18. DISPUTE RESOLUTION
18.1 The Parties agree to resolve any dispute arising out of or in connection with these Terms in accordance with the following procedure:
- Negotiation: The Parties will first attempt to resolve the dispute through good faith negotiation between senior representatives within fourteen (14) days of written notice of the dispute.
- Mediation: If negotiation fails, the Parties will submit the dispute to mediation administered by the Resolution Institute (or another mutually agreed mediation provider) in Perth, Western Australia. Each Party bears its own costs of mediation, and the mediator's fees are shared equally.
- Litigation: If the dispute is not resolved within sixty (60) days of the mediation commencing, either Party may commence proceedings in the courts of Western Australia.
18.2 Nothing in this clause prevents either Party from seeking urgent interlocutory or injunctive relief from any court of competent jurisdiction.
18.3 The Parties agree to continue performing their respective obligations pending resolution of any dispute, except to the extent those obligations are the subject of the dispute.
19. GENERAL PROVISIONS
19.1 Governing Law. These Terms are governed by and construed in accordance with the laws of Western Australia and the Commonwealth of Australia. Each Party submits to the non-exclusive jurisdiction of the courts of Western Australia.
19.2 Entire Agreement. These Terms, together with the Agreement Summary and the Privacy Policy, constitute the entire agreement between the Parties and supersede all prior negotiations, representations, warranties, and agreements between the Parties relating to its subject matter.
19.3 Amendments and Fee Changes. The Agency may update these Terms from time to time. The Agency will provide the Client with at least thirty (30) days' written notice of any material changes to these Terms, including any changes to the Management Fee. Fee changes specifically do not take effect until the start of the Client's next billing cycle that falls at least thirty (30) days after notice is given. If the Client does not agree with any material change (including fee changes), the Client may terminate the agreement before the change takes effect by providing written notice, with no early termination fee payable regardless of the Client's current plan or remaining commitment period. Continued use of the Services after the changes take effect constitutes acceptance.
19.4 Severability. If any provision of these Terms is found to be invalid, illegal, or unenforceable, the remaining provisions continue in full force and effect.
19.5 Waiver. A waiver of any right under these Terms is not effective unless it is in writing. A failure to exercise or delay in exercising any right does not operate as a waiver of that right.

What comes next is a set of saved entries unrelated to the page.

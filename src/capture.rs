use std::fmt;
use std::path::Path;

use crate::error::Error;
use crate::frame::Frame;

/// What to open: a path (file, image sequence pattern or URL) or a capture
/// device index.
#[derive(Debug, Clone, PartialEq, Eq, Hash)]
pub enum Source {
    Path(String),
    Device(i32),
}

impl Source {
    pub fn is_device(&self) -> bool {
        matches!(self, Self::Device(_))
    }

    /// Check the source before handing it to a decoder.
    ///
    /// Local paths must exist. Image sequence patterns (containing `%`) and
    /// network URIs (containing `://`) are passed through unchecked.
    ///
    /// # Errors
    ///
    /// [`Error::OpenFailure`] for a negative device index, [`Error::NotFound`]
    /// for a missing local file.
    pub fn validate(&self) -> Result<(), Error> {
        match self {
            Self::Device(index) if *index < 0 => Err(Error::OpenFailure(format!(
                "invalid/negative device index {index}"
            ))),
            Self::Device(_) => Ok(()),
            Self::Path(path) if path.contains('%') || path.contains("://") => Ok(()),
            Self::Path(path) if Path::new(path).exists() => Ok(()),
            Self::Path(path) => Err(Error::NotFound(path.clone())),
        }
    }
}

impl fmt::Display for Source {
    fn fmt(&self, f: &mut fmt::Formatter<'_>) -> fmt::Result {
        match self {
            Self::Path(path) => f.write_str(path),
            Self::Device(index) => write!(f, "Device {index}"),
        }
    }
}

impl From<&str> for Source {
    fn from(path: &str) -> Self {
        Self::Path(path.to_owned())
    }
}

impl From<String> for Source {
    fn from(path: String) -> Self {
        Self::Path(path)
    }
}

impl From<&Path> for Source {
    fn from(path: &Path) -> Self {
        Self::Path(path.to_string_lossy().into_owned())
    }
}

impl From<i32> for Source {
    fn from(index: i32) -> Self {
        Self::Device(index)
    }
}

/// Numeric properties a decoder reports through [`VideoCapture::get`].
#[derive(Debug, Clone, Copy, PartialEq, Eq, Hash)]
#[non_exhaustive]
pub enum CaptureProperty {
    FrameWidth,
    FrameHeight,
    FrameCount,
    Fps,
    /// Four-character code of the codec. Zero when detection failed.
    Fourcc,
    /// Index of the next frame to be grabbed, i.e. the number grabbed so far.
    PosFrames,
    /// Presentation time of the last grabbed frame.
    PosMsec,
    SarNum,
    SarDen,
}

/// One open instance of an underlying decoding library.
///
/// Positions are native: `PosFrames` counts frames grabbed so far, so it reads
/// 1 after the first grab. Setting `PosFrames` to `n` makes the next grab yield
/// the frame with zero-based index `n`. `PosMsec` is only reliable after a grab
/// that follows such a set.
pub trait VideoCapture {
    type Frame: Frame;

    fn is_opened(&self) -> Result<bool, Error>;
    fn get(&self, property: CaptureProperty) -> Result<f64, Error>;
    /// Returns whether the decoder accepted the value.
    fn set(&mut self, property: CaptureProperty, value: f64) -> Result<bool, Error>;
    /// Advance to the next frame without decoding it.
    fn grab(&mut self) -> Result<bool, Error>;
    /// Decode the most recently grabbed frame.
    fn retrieve(&mut self) -> Result<Option<Self::Frame>, Error>;
    fn release(&mut self) -> Result<(), Error>;
}

/// Creates [`VideoCapture`] instances for a source.
pub trait CaptureBackend {
    type Capture: VideoCapture;

    /// Instantiate a decoder for `source`. A decoder that instantiates but
    /// reports itself not opened is returned as-is; the caller checks
    /// [`VideoCapture::is_opened`].
    fn open(&self, source: &Source) -> Result<Self::Capture, Error>;
}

19.6 Assignment. Neither Party may assign or transfer any of its rights or obligations under these Terms without the prior written consent of the other Party.
19.7 Notices. All notices under these Terms must be in writing and sent to the email address specified in the Agreement Summary. Notices are deemed given when delivered by email with delivery confirmation. QuestConnect's official contact for notices is: Admin@QuestConnect.com.au.
19.8 Relationship. Nothing in these Terms creates a partnership, joint venture, employment, or agency relationship between the Parties. The Agency is an independent contractor.
19.9 Electronic Execution. The Agreement Summary may be executed electronically in accordance with the Electronic Transactions Act 2011 (WA) and the Electronic Transactions Act 1999 (Cth). Electronic signatures are legally binding.
19.10 Counterparts. The Agreement Summary may be executed in any number of counterparts, each of which is an original and all of which together constitute one agreement.
These Terms of Service are effective as of the date of the Client's signed Agreement Summary.
QuestConnect is a partnership (ABN: 19 473 660 144) based in Perth, Western Australia.